[[ Data extract, beginning ]]
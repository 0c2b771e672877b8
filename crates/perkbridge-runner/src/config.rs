use anyhow::{Context, Result};
use serde::{Deserialize, Serialize};
use std::path::{Path, PathBuf};
use std::time::Duration;

use perkbridge_core::NAMESPACE;

#[derive(Clone, Debug, PartialEq, Serialize, Deserialize)]
pub struct Config {
    pub bridge: BridgeConfig,
    #[serde(default)]
    pub schedule: ScheduleConfig,
    #[serde(default)]
    pub commands: CommandsConfig,
}

#[derive(Clone, Debug, PartialEq, Serialize, Deserialize)]
pub struct BridgeConfig {
    /// Directory shared with the web backend. `~` is expanded.
    pub dir: String,
    #[serde(default = "default_queue_file")]
    pub queue_file: String,
    #[serde(default = "default_stock_file")]
    pub stock_file: String,
}

#[derive(Clone, Debug, PartialEq, Serialize, Deserialize)]
#[serde(default)]
pub struct ScheduleConfig {
    pub queue_initial_delay_ms: u64,
    pub queue_interval_ms: u64,
    pub stock_initial_delay_ms: u64,
    pub stock_interval_secs: u64,
}

#[derive(Clone, Debug, PartialEq, Serialize, Deserialize)]
#[serde(default)]
pub struct CommandsConfig {
    pub namespace: String,
    /// How many ids from an undeleted queue file to remember so its replay is skipped (0 = off).
    pub remember_ids: usize,
}

fn default_queue_file() -> String {
    "command_queue.json".to_string()
}

fn default_stock_file() -> String {
    "shop_stock.json".to_string()
}

impl Default for ScheduleConfig {
    // One second for the queue and five minutes for stock, like the 20/6000-tick server timers.
    fn default() -> Self {
        Self {
            queue_initial_delay_ms: 1_000,
            queue_interval_ms: 1_000,
            stock_initial_delay_ms: 5_000,
            stock_interval_secs: 300,
        }
    }
}

impl Default for CommandsConfig {
    fn default() -> Self {
        Self {
            namespace: NAMESPACE.to_string(),
            remember_ids: 256,
        }
    }
}

impl Config {
    pub fn default_for_dir(dir: &str) -> Self {
        Self {
            bridge: BridgeConfig {
                dir: dir.to_string(),
                queue_file: default_queue_file(),
                stock_file: default_stock_file(),
            },
            schedule: ScheduleConfig::default(),
            commands: CommandsConfig::default(),
        }
    }

    pub fn load_from(path: &Path) -> Result<Self> {
        let s = std::fs::read_to_string(path).with_context(|| format!("read {}", path.display()))?;
        let cfg: Config = toml::from_str(&s).with_context(|| format!("parse {}", path.display()))?;
        Ok(cfg)
    }

    pub fn save_to(&self, path: &Path) -> Result<()> {
        if let Some(parent) = path.parent().filter(|p| !p.as_os_str().is_empty()) {
            std::fs::create_dir_all(parent).with_context(|| format!("create dir {}", parent.display()))?;
        }
        let s = toml::to_string_pretty(self).context("serialize toml")?;
        std::fs::write(path, s).with_context(|| format!("write {}", path.display()))?;
        Ok(())
    }

    /// Load `path`, or write a default config there (bridge dir next to it) and return that.
    pub fn load_or_init(path: &Path) -> Result<Self> {
        if path.exists() {
            return Self::load_from(path);
        }
        let dir = path
            .parent()
            .filter(|p| !p.as_os_str().is_empty())
            .unwrap_or_else(|| Path::new("."))
            .join("bridge");
        let cfg = Self::default_for_dir(&dir.to_string_lossy());
        cfg.save_to(path)?;
        Ok(cfg)
    }

    pub fn bridge_dir(&self) -> PathBuf {
        PathBuf::from(shellexpand::tilde(&self.bridge.dir).to_string())
    }

    pub fn queue_path(&self) -> PathBuf {
        self.bridge_dir().join(&self.bridge.queue_file)
    }

    pub fn stock_path(&self) -> PathBuf {
        self.bridge_dir().join(&self.bridge.stock_file)
    }

    pub fn default_path(root: &Path) -> PathBuf {
        root.join("perkbridge.toml")
    }
}

impl ScheduleConfig {
    pub fn queue_initial_delay(&self) -> Duration {
        Duration::from_millis(self.queue_initial_delay_ms)
    }

    pub fn queue_interval(&self) -> Duration {
        Duration::from_millis(self.queue_interval_ms.max(1))
    }

    pub fn stock_initial_delay(&self) -> Duration {
        Duration::from_millis(self.stock_initial_delay_ms)
    }

    pub fn stock_interval(&self) -> Duration {
        Duration::from_secs(self.stock_interval_secs.max(1))
    }
}

#[cfg(test)]
mod tests {
    use super::*;
    use tempfile::tempdir;

    #[test]
    fn save_and_load_roundtrip() {
        let dir = tempdir().unwrap();
        let path = dir.path().join("perkbridge.toml");
        let cfg = Config::default_for_dir("/srv/automation");
        cfg.save_to(&path).unwrap();
        assert_eq!(Config::load_from(&path).unwrap(), cfg);
    }

    #[test]
    fn missing_sections_take_defaults() {
        let cfg: Config = toml::from_str("[bridge]\ndir = \"/srv/automation\"\n").unwrap();
        assert_eq!(cfg.queue_path(), PathBuf::from("/srv/automation/command_queue.json"));
        assert_eq!(cfg.stock_path(), PathBuf::from("/srv/automation/shop_stock.json"));
        assert_eq!(cfg.schedule.stock_interval(), Duration::from_secs(300));
        assert_eq!(cfg.commands.namespace, "webperks");
    }

    #[test]
    fn partial_sections_fill_in_missing_keys() {
        let cfg: Config = toml::from_str(
            "[bridge]\ndir = \"/srv/automation\"\n[schedule]\nqueue_interval_ms = 500\n[commands]\nremember_ids = 0\n",
        )
        .unwrap();
        assert_eq!(cfg.schedule.queue_interval_ms, 500);
        assert_eq!(cfg.schedule.queue_initial_delay_ms, 1_000);
        assert_eq!(cfg.schedule.stock_interval_secs, 300);
        assert_eq!(cfg.commands.remember_ids, 0);
        assert_eq!(cfg.commands.namespace, "webperks");
    }

    #[test]
    fn load_or_init_writes_defaults() {
        let dir = tempdir().unwrap();
        let path = Config::default_path(dir.path());
        let cfg = Config::load_or_init(&path).unwrap();
        assert!(path.exists());
        assert_eq!(cfg.bridge_dir(), dir.path().join("bridge"));
    }
}
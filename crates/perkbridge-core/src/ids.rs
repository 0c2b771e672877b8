use serde::{Deserialize, Serialize};
use uuid::Uuid;

macro_rules! id_newtype {
    ($name:ident) => {
        #[derive(Clone, Debug, Default, PartialEq, Eq, Hash, PartialOrd, Ord, Serialize, Deserialize)]
        #[serde(transparent)]
        pub struct $name(pub String);

        impl $name {
            pub fn new() -> Self {
                Self(Uuid::new_v4().to_string())
            }
            pub fn from_str(s: impl Into<String>) -> Self {
                Self(s.into())
            }
            pub fn as_str(&self) -> &str {
                &self.0
            }
            pub fn is_empty(&self) -> bool {
                self.0.is_empty()
            }
        }

        impl std::fmt::Display for $name {
            fn fmt(&self, f: &mut std::fmt::Formatter<'_>) -> std::fmt::Result {
                f.write_str(&self.0)
            }
        }
    };
}

id_newtype!(CommandId);
id_newtype!(ShopId);

impl CommandId {
    /// Short random id in the shape the web backend uses (16 lowercase hex chars).
    pub fn short() -> Self {
        let simple = Uuid::new_v4().simple().to_string();
        Self(simple[..16].to_string())
    }
}
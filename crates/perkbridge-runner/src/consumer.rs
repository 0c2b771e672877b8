use std::collections::{HashSet, VecDeque};

use perkbridge_core::{strip_namespace, CommandDispatcher, CommandId};
use perkbridge_fs::{Drain, DrainStatus, QueueFile};
use perkbridge_host::HostHandle;
use tracing::{error, info, warn};

use crate::Config;

/// What one drain cycle did.
#[derive(Clone, Debug, Default, PartialEq, Eq)]
pub struct DrainReport {
    /// Entries found in the queue file.
    pub read: usize,
    /// Commands handed to the owner thread.
    pub submitted: usize,
    /// Entries that did not decode or failed format validation.
    pub rejected: usize,
    /// Commands skipped because the same undeleted file was already executed.
    pub skipped_seen: usize,
    /// Whether the queue file is gone after the cycle.
    pub cleared: bool,
    /// The owner thread stopped accepting work during this cycle.
    pub host_closed: bool,
}

/// Bounded memory of command ids read from a queue file that could not be
/// deleted. Empty whenever the last drain left no file behind.
#[derive(Debug, Default)]
pub struct RecentIds {
    capacity: usize,
    order: VecDeque<CommandId>,
    seen: HashSet<CommandId>,
}

impl RecentIds {
    pub fn new(capacity: usize) -> Self {
        Self {
            capacity,
            order: VecDeque::with_capacity(capacity),
            seen: HashSet::with_capacity(capacity),
        }
    }

    pub fn contains(&self, id: &CommandId) -> bool {
        !id.is_empty() && self.seen.contains(id)
    }

    pub fn is_empty(&self) -> bool {
        self.order.is_empty()
    }

    pub fn clear(&mut self) {
        self.order.clear();
        self.seen.clear();
    }

    pub fn remember(&mut self, id: CommandId) {
        if self.capacity == 0 || id.is_empty() || self.seen.contains(&id) {
            return;
        }
        if self.order.len() == self.capacity {
            if let Some(old) = self.order.pop_front() {
                self.seen.remove(&old);
            }
        }
        self.seen.insert(id.clone());
        self.order.push_back(id);
    }
}

/// Drains the queue file and marshals each valid command onto the owner thread.
#[derive(Debug)]
pub struct CommandQueueConsumer {
    queue: QueueFile,
    namespace: String,
    recent: RecentIds,
}

impl CommandQueueConsumer {
    pub fn new(queue: QueueFile, namespace: impl Into<String>, remember_ids: usize) -> Self {
        Self {
            queue,
            namespace: namespace.into(),
            recent: RecentIds::new(remember_ids),
        }
    }

    pub fn from_config(cfg: &Config) -> Self {
        Self::new(
            QueueFile::new(cfg.queue_path()),
            cfg.commands.namespace.clone(),
            cfg.commands.remember_ids,
        )
    }

    pub fn queue(&self) -> &QueueFile {
        &self.queue
    }

    /// One full cycle: read and clear the queue file, then submit its commands.
    ///
    /// Does blocking file I/O; call it from a worker, never from the owner thread.
    pub fn drain_and_execute<W>(&mut self, host: &HostHandle<W>) -> DrainReport
    where
        W: CommandDispatcher + 'static,
    {
        let drain = self.queue.drain();
        self.execute_batch(drain, host)
    }

    /// Validate and submit an already drained batch, in file order.
    pub fn execute_batch<W>(&mut self, drain: Drain, host: &HostHandle<W>) -> DrainReport
    where
        W: CommandDispatcher + 'static,
    {
        let Drain { status, commands, undecodable, cleared } = drain;
        let mut report = DrainReport {
            read: commands.len() + undecodable,
            rejected: undecodable,
            cleared,
            ..DrainReport::default()
        };
        let mut batch_ids = Vec::with_capacity(commands.len());

        for cmd in commands {
            if self.recent.contains(&cmd.id) {
                warn!(id = %cmd.id, "command already executed from this undeleted queue file; skipping");
                report.skipped_seen += 1;
                continue;
            }

            let line = match strip_namespace(&self.namespace, &cmd.command) {
                Ok(line) => line.to_string(),
                Err(e) => {
                    error!(id = %cmd.id, error = %e, "rejecting queued command: invalid command format");
                    report.rejected += 1;
                    continue;
                }
            };

            let id = cmd.id.clone();
            let submitted = host.submit(move |world: &mut W| {
                info!(id = %id, command = %line, "executing web command");
                if let Err(e) = world.dispatch_console(&line) {
                    error!(id = %id, error = %e, "failed to execute command");
                }
            });

            match submitted {
                Ok(()) => {
                    report.submitted += 1;
                    batch_ids.push(cmd.id);
                }
                Err(e) => {
                    error!(id = %cmd.id, error = %e, "could not hand command to the owner thread");
                    report.host_closed = true;
                }
            }
        }

        match status {
            DrainStatus::Idle => self.recent.clear(),
            DrainStatus::ReadFailed(_) => {}
            DrainStatus::Parsed | DrainStatus::Malformed(_) if cleared => self.recent.clear(),
            DrainStatus::Parsed | DrainStatus::Malformed(_) => {
                for id in batch_ids {
                    self.recent.remember(id);
                }
            }
        }
        report
    }
}

#[cfg(test)]
mod tests {
    use super::*;
    use perkbridge_core::{DispatchError, QueuedCommand};
    use perkbridge_host::channel;
    use std::fs;
    use tempfile::tempdir;

    #[derive(Default)]
    struct Recorder {
        lines: Vec<String>,
    }

    impl CommandDispatcher for Recorder {
        fn dispatch_console(&mut self, command_line: &str) -> Result<(), DispatchError> {
            self.lines.push(command_line.to_string());
            if command_line.starts_with("fail") {
                return Err(DispatchError::Failed("nope".into()));
            }
            Ok(())
        }
    }

    fn consumer_in(dir: &std::path::Path) -> CommandQueueConsumer {
        CommandQueueConsumer::new(QueueFile::new(dir.join("command_queue.json")), "webperks", 16)
    }

    #[test]
    fn single_command_is_stripped_and_executed() {
        let dir = tempdir().unwrap();
        let mut consumer = consumer_in(dir.path());
        fs::write(
            consumer.queue().path(),
            r#"[{"id":"1","command":"webperks grant_rank alice vip 7d","timestamp":"t1"}]"#,
        )
        .unwrap();

        let (handle, mut host) = channel(Recorder::default());
        let report = consumer.drain_and_execute(&handle);
        assert_eq!(report.submitted, 1);
        assert!(report.cleared);

        host.run_pending();
        assert_eq!(host.state().lines, vec!["grant_rank alice vip 7d"]);
    }

    #[test]
    fn bad_entries_do_not_block_siblings() {
        let dir = tempdir().unwrap();
        let mut consumer = consumer_in(dir.path());
        fs::write(
            consumer.queue().path(),
            r#"[
                {"id":"1","command":"webperks say one","timestamp":"t"},
                {"id":"2","command":"op mallory","timestamp":"t"},
                {"id":"3","command":"webperks","timestamp":"t"},
                {"id":"4","timestamp":"t"},
                {"id":"5","command":"webperks fail hard","timestamp":"t"},
                {"id":"6","command":"WEBPERKS say two","timestamp":"t"}
            ]"#,
        )
        .unwrap();

        let (handle, mut host) = channel(Recorder::default());
        let report = consumer.drain_and_execute(&handle);
        assert_eq!(report.read, 6);
        assert_eq!(report.rejected, 3);
        assert_eq!(report.submitted, 3);

        host.run_pending();
        assert_eq!(host.state().lines, vec!["say one", "fail hard", "say two"]);
    }

    #[test]
    fn absent_queue_submits_nothing_and_creates_nothing() {
        let dir = tempdir().unwrap();
        let mut consumer = consumer_in(dir.path());
        let (handle, mut host) = channel(Recorder::default());
        let report = consumer.drain_and_execute(&handle);
        assert_eq!(report, DrainReport::default());
        assert_eq!(host.run_pending(), 0);
        assert!(!consumer.queue().path().exists());
    }

    #[test]
    fn reused_ids_run_again_once_the_file_was_cleared() {
        let dir = tempdir().unwrap();
        let mut consumer = consumer_in(dir.path());
        let (handle, mut host) = channel(Recorder::default());

        fs::write(
            consumer.queue().path(),
            r#"[{"id":"1","command":"webperks grant_rank alice vip 7d","timestamp":"t"}]"#,
        )
        .unwrap();
        assert_eq!(consumer.drain_and_execute(&handle).submitted, 1);
        fs::write(
            consumer.queue().path(),
            r#"[{"id":"1","command":"webperks grant_rank bob vip 7d","timestamp":"t"}]"#,
        )
        .unwrap();
        let second = consumer.drain_and_execute(&handle);
        assert_eq!(second.submitted, 1);
        assert_eq!(second.skipped_seen, 0);

        host.run_pending();
        assert_eq!(host.state().lines, vec!["grant_rank alice vip 7d", "grant_rank bob vip 7d"]);
    }

    fn parsed(commands: &[(&str, &str)], cleared: bool) -> Drain {
        Drain {
            status: DrainStatus::Parsed,
            commands: commands
                .iter()
                .map(|(id, command)| QueuedCommand {
                    id: CommandId::from_str(*id),
                    command: command.to_string(),
                    timestamp: "t".into(),
                })
                .collect(),
            undecodable: 0,
            cleared,
        }
    }

    #[test]
    fn undeleted_file_still_executes_and_its_replay_is_skipped() {
        let dir = tempdir().unwrap();
        let mut consumer = consumer_in(dir.path());
        let (handle, mut host) = channel(Recorder::default());
        let batch = [("a", "webperks say one"), ("b", "webperks say two")];

        let first = consumer.execute_batch(parsed(&batch, false), &handle);
        assert_eq!(first.submitted, 2);
        assert!(!first.cleared);

        // Same file read again, now with a new entry appended, and deleted this time.
        let replay = consumer.execute_batch(
            parsed(&[batch[0], batch[1], ("c", "webperks say three")], true),
            &handle,
        );
        assert_eq!(replay.submitted, 1);
        assert_eq!(replay.skipped_seen, 2);

        // The file is gone, so the window is disarmed.
        let fresh = consumer.execute_batch(parsed(&batch, true), &handle);
        assert_eq!(fresh.submitted, 2);

        host.run_pending();
        assert_eq!(
            host.state().lines,
            vec!["say one", "say two", "say three", "say one", "say two"]
        );
    }

    #[test]
    fn remember_ids_zero_disables_the_replay_window() {
        let dir = tempdir().unwrap();
        let mut consumer =
            CommandQueueConsumer::new(QueueFile::new(dir.path().join("command_queue.json")), "webperks", 0);
        let (handle, _host) = channel(Recorder::default());
        let batch = [("a", "webperks say one")];
        assert_eq!(consumer.execute_batch(parsed(&batch, false), &handle).submitted, 1);
        assert_eq!(consumer.execute_batch(parsed(&batch, false), &handle).submitted, 1);
    }

    #[test]
    fn undecodable_entries_are_rejected_and_siblings_run() {
        let dir = tempdir().unwrap();
        let mut consumer = consumer_in(dir.path());
        fs::write(
            consumer.queue().path(),
            r#"[{"id":"1","command":"webperks say one"},{"id":"2","command":null},{"id":"3","command":"webperks say three"}]"#,
        )
        .unwrap();

        let (handle, mut host) = channel(Recorder::default());
        let report = consumer.drain_and_execute(&handle);
        assert_eq!(report.read, 3);
        assert_eq!(report.rejected, 1);
        assert_eq!(report.submitted, 2);
        assert!(report.cleared);
        assert!(!consumer.queue().path().exists());

        host.run_pending();
        assert_eq!(host.state().lines, vec!["say one", "say three"]);
    }

    #[test]
    fn duplicate_ids_within_one_batch_all_run() {
        let dir = tempdir().unwrap();
        let mut consumer = consumer_in(dir.path());
        fs::write(
            consumer.queue().path(),
            r#"[{"id":"x","command":"webperks say a","timestamp":"t"},{"id":"x","command":"webperks say b","timestamp":"t"}]"#,
        )
        .unwrap();
        let (handle, _host) = channel(Recorder::default());
        assert_eq!(consumer.drain_and_execute(&handle).submitted, 2);
    }

    #[test]
    fn closed_host_is_reported() {
        let dir = tempdir().unwrap();
        let mut consumer = consumer_in(dir.path());
        fs::write(consumer.queue().path(), r#"[{"id":"1","command":"webperks say a","timestamp":"t"}]"#).unwrap();
        let (handle, host) = channel(Recorder::default());
        drop(host);
        let report = consumer.drain_and_execute(&handle);
        assert!(report.host_closed);
        assert_eq!(report.submitted, 0);
    }

    #[test]
    fn recent_ids_forget_oldest() {
        let mut recent = RecentIds::new(2);
        for id in ["a", "b", "c"] {
            recent.remember(CommandId::from_str(id));
        }
        assert!(!recent.contains(&CommandId::from_str("a")));
        assert!(recent.contains(&CommandId::from_str("c")));
        assert!(!recent.contains(&CommandId::default()));
        recent.clear();
        assert!(recent.is_empty());
        assert!(!recent.contains(&CommandId::from_str("c")));
    }
}
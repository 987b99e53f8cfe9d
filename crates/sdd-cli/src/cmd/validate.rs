//! Frontmatter validation for spec files.

use std::path::Path;

use anyhow::{bail, Result};

use crate::frontmatter;
use crate::output::print_json;
use crate::specs;

/// Fields every spec must carry, non-empty.
pub const REQUIRED_FIELDS: [&str; 6] = ["title", "status", "domain", "issue", "created", "updated"];

/// The status lifecycle.
pub const VALID_STATUSES: [&str; 4] = ["active", "deprecated", "superseded", "archived"];

/// Issue values that mean "nobody filled this in yet".
const PLACEHOLDER_ISSUES: [&str; 5] = ["PROJ-XXX", "[PROJ-XXX]", "TODO", "{{ISSUE}}", ""];

/// Check one spec file. Returns every problem found, empty when valid.
pub fn validate_file(path: &Path) -> Vec<String> {
    if !path.is_file() {
        return vec![format!("File not found: {}", path.display())];
    }
    let content = match std::fs::read_to_string(path) {
        Ok(content) => content,
        Err(e) => return vec![format!("Cannot read {}: {e}", path.display())],
    };
    let Some(fields) = frontmatter::parse(&content) else {
        return vec![format!("Missing frontmatter in {}", path.display())];
    };

    let mut errors = Vec::new();
    for field in REQUIRED_FIELDS {
        if fields.get(field).map_or(true, |v| v.is_empty()) {
            errors.push(format!(
                "Missing required field '{field}' in {}",
                path.display()
            ));
        }
    }
    if let Some(status) = fields.get("status") {
        if !VALID_STATUSES.contains(&status.as_str()) {
            errors.push(format!(
                "Invalid status '{status}' in {}: must be one of {}",
                path.display(),
                VALID_STATUSES.join(", ")
            ));
        }
    }
    if let Some(issue) = fields.get("issue") {
        if PLACEHOLDER_ISSUES.contains(&issue.as_str()) {
            errors.push(format!(
                "Issue field is a placeholder in {}: reference a real issue",
                path.display()
            ));
        }
    }
    errors
}

pub fn run(specs_dir: &Path, path: Option<&Path>, all: bool, json: bool) -> Result<()> {
    if all {
        let paths = specs::spec_paths(specs_dir)?;
        let mut errors = Vec::new();
        for path in &paths {
            errors.extend(validate_file(path));
        }
        report(paths.len(), &errors, json)
    } else if let Some(path) = path {
        let errors = validate_file(path);
        if json {
            print_json(&serde_json::json!({
                "checked": 1,
                "errors": errors,
            }))?;
        } else if errors.is_empty() {
            println!("{} is valid", path.display());
        } else {
            println!("Validation errors:");
            for error in &errors {
                println!("  - {error}");
            }
        }
        if !errors.is_empty() {
            bail!("{} validation error(s)", errors.len());
        }
        Ok(())
    } else {
        bail!("pass a spec file or --all");
    }
}

fn report(checked: usize, errors: &[String], json: bool) -> Result<()> {
    if json {
        print_json(&serde_json::json!({
            "checked": checked,
            "errors": errors,
        }))?;
    } else if errors.is_empty() {
        println!("All {checked} specs are valid");
    } else {
        println!("Validation errors:");
        for error in errors {
            println!("  - {error}");
        }
    }
    if !errors.is_empty() {
        bail!("{} validation error(s)", errors.len());
    }
    Ok(())
}
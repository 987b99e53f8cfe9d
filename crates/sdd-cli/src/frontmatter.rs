//! Frontmatter handling for spec files.
//!
//! The block between the leading `---` fences is read as one `key: value`
//! pair per line rather than full YAML: spec templates legally carry
//! placeholder values such as `[PROJ-XXX]` that a YAML parser rejects.

use std::collections::BTreeMap;
use std::sync::OnceLock;

use regex::Regex;

static FENCE_RE: OnceLock<Regex> = OnceLock::new();
static STRIP_RE: OnceLock<Regex> = OnceLock::new();

fn fence_re() -> &'static Regex {
    FENCE_RE.get_or_init(|| Regex::new(r"(?s)\A---\s*\n(.*?)\n---").unwrap())
}

fn strip_re() -> &'static Regex {
    STRIP_RE.get_or_init(|| Regex::new(r"(?s)\A---\s*\n.*?\n---\s*\n").unwrap())
}

/// Key/value pairs from the leading frontmatter fence. `None` when the file
/// has no fence at all; an empty map when the fence holds no `key: value`
/// lines. Values keep their raw text, trimmed.
pub fn parse(content: &str) -> Option<BTreeMap<String, String>> {
    let caps = fence_re().captures(content)?;
    let block = caps.get(1)?.as_str();
    let mut fields = BTreeMap::new();
    for line in block.lines() {
        if let Some((key, value)) = line.split_once(':') {
            fields.insert(key.trim().to_string(), value.trim().to_string());
        }
    }
    Some(fields)
}

/// The document body with the frontmatter fence removed.
pub fn strip(content: &str) -> &str {
    match strip_re().find(content) {
        Some(m) => &content[m.end()..],
        None => content,
    }
}
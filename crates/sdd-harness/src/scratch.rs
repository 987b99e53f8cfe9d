//! Scratch-root resolution and isolated per-test project directories.
//!
//! Everything the harness writes (project directories, run transcripts) lives
//! under a single scratch root so cleanup can be audited in one place and a
//! botched path can never reach outside it.

use std::path::{Path, PathBuf};
use std::sync::atomic::{AtomicU64, Ordering};
use std::sync::OnceLock;

use regex::Regex;

use crate::error::{HarnessError, Result};

/// Environment variable overriding the scratch root.
pub const SCRATCH_ENV: &str = "SDD_SCRATCH_DIR";

const SCRATCH_DIR_NAME: &str = "sdd-tests";

static SEQ: AtomicU64 = AtomicU64::new(0);

static NAME_RE: OnceLock<Regex> = OnceLock::new();

fn name_re() -> &'static Regex {
    NAME_RE.get_or_init(|| Regex::new(r"^[A-Za-z0-9][A-Za-z0-9._-]*$").unwrap())
}

/// Resolve the scratch root: `SDD_SCRATCH_DIR` when set and non-empty,
/// otherwise a fixed directory under the system temp dir.
pub fn scratch_root() -> PathBuf {
    match std::env::var_os(SCRATCH_ENV) {
        Some(dir) if !dir.is_empty() => PathBuf::from(dir),
        _ => std::env::temp_dir().join(SCRATCH_DIR_NAME),
    }
}

/// Millisecond timestamp plus a per-process sequence number. Two calls in the
/// same process never collide, even within the same millisecond.
pub(crate) fn unique_stamp() -> String {
    let millis = chrono::Utc::now().timestamp_millis();
    let seq = SEQ.fetch_add(1, Ordering::Relaxed);
    format!("{millis}-{seq}")
}

/// Path for the debug transcript of a single agent run.
pub(crate) fn transcript_path(scratch: &Path) -> PathBuf {
    scratch.join(format!("output-{}.json", unique_stamp()))
}

/// An isolated working directory for one test, created under the scratch
/// root with a unique suffix so repeated runs never collide.
#[derive(Debug)]
pub struct TestProject {
    name: String,
    path: PathBuf,
    scratch: PathBuf,
}

impl TestProject {
    /// Create a fresh project directory under the default scratch root.
    pub fn create(name: &str) -> Result<Self> {
        Self::create_in(&scratch_root(), name)
    }

    /// Create a fresh project directory under an explicit scratch root.
    pub fn create_in(scratch: &Path, name: &str) -> Result<Self> {
        if !name_re().is_match(name) {
            return Err(HarnessError::InvalidProjectName(name.to_string()));
        }
        let path = scratch.join(format!("{name}-{}", unique_stamp()));
        std::fs::create_dir_all(&path)?;
        tracing::debug!(path = %path.display(), "created test project");
        Ok(Self {
            name: name.to_string(),
            path,
            scratch: scratch.to_path_buf(),
        })
    }

    /// Human-readable label the directory was derived from.
    pub fn name(&self) -> &str {
        &self.name
    }

    /// Absolute-or-relative path of the project directory.
    pub fn path(&self) -> &Path {
        &self.path
    }

    /// Path of a file inside the project.
    pub fn file_path(&self, rel: &str) -> PathBuf {
        self.path.join(rel)
    }

    /// Remove the project directory and everything under it.
    ///
    /// Refuses to touch anything that does not resolve strictly inside the
    /// scratch root the project was created under. Cleanup is advisory:
    /// callers may skip it to inspect a failed run.
    pub fn cleanup(&self) -> Result<()> {
        let path = self.path.canonicalize()?;
        let root = self.scratch.canonicalize()?;
        if path == root || !path.starts_with(&root) {
            return Err(HarnessError::OutsideScratch { path, root });
        }
        std::fs::remove_dir_all(&path)?;
        tracing::debug!(path = %path.display(), "removed test project");
        Ok(())
    }
}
[[ Data extract, end ]]
• What you should do: Give an exact reproduction of the lines from the one with "let root = self.scratch.canonicalize()?;" to the final line of the entries, including both.

• Response area:
        let root = self.scratch.canonicalize()?;
        if path == root || !path.starts_with(&root) {
            return Err(HarnessError::OutsideScratch { path, root });
        }
        std::fs::remove_dir_all(&path)?;
        tracing::debug!(path = %path.display(), "removed test project");
        Ok(())
    }
}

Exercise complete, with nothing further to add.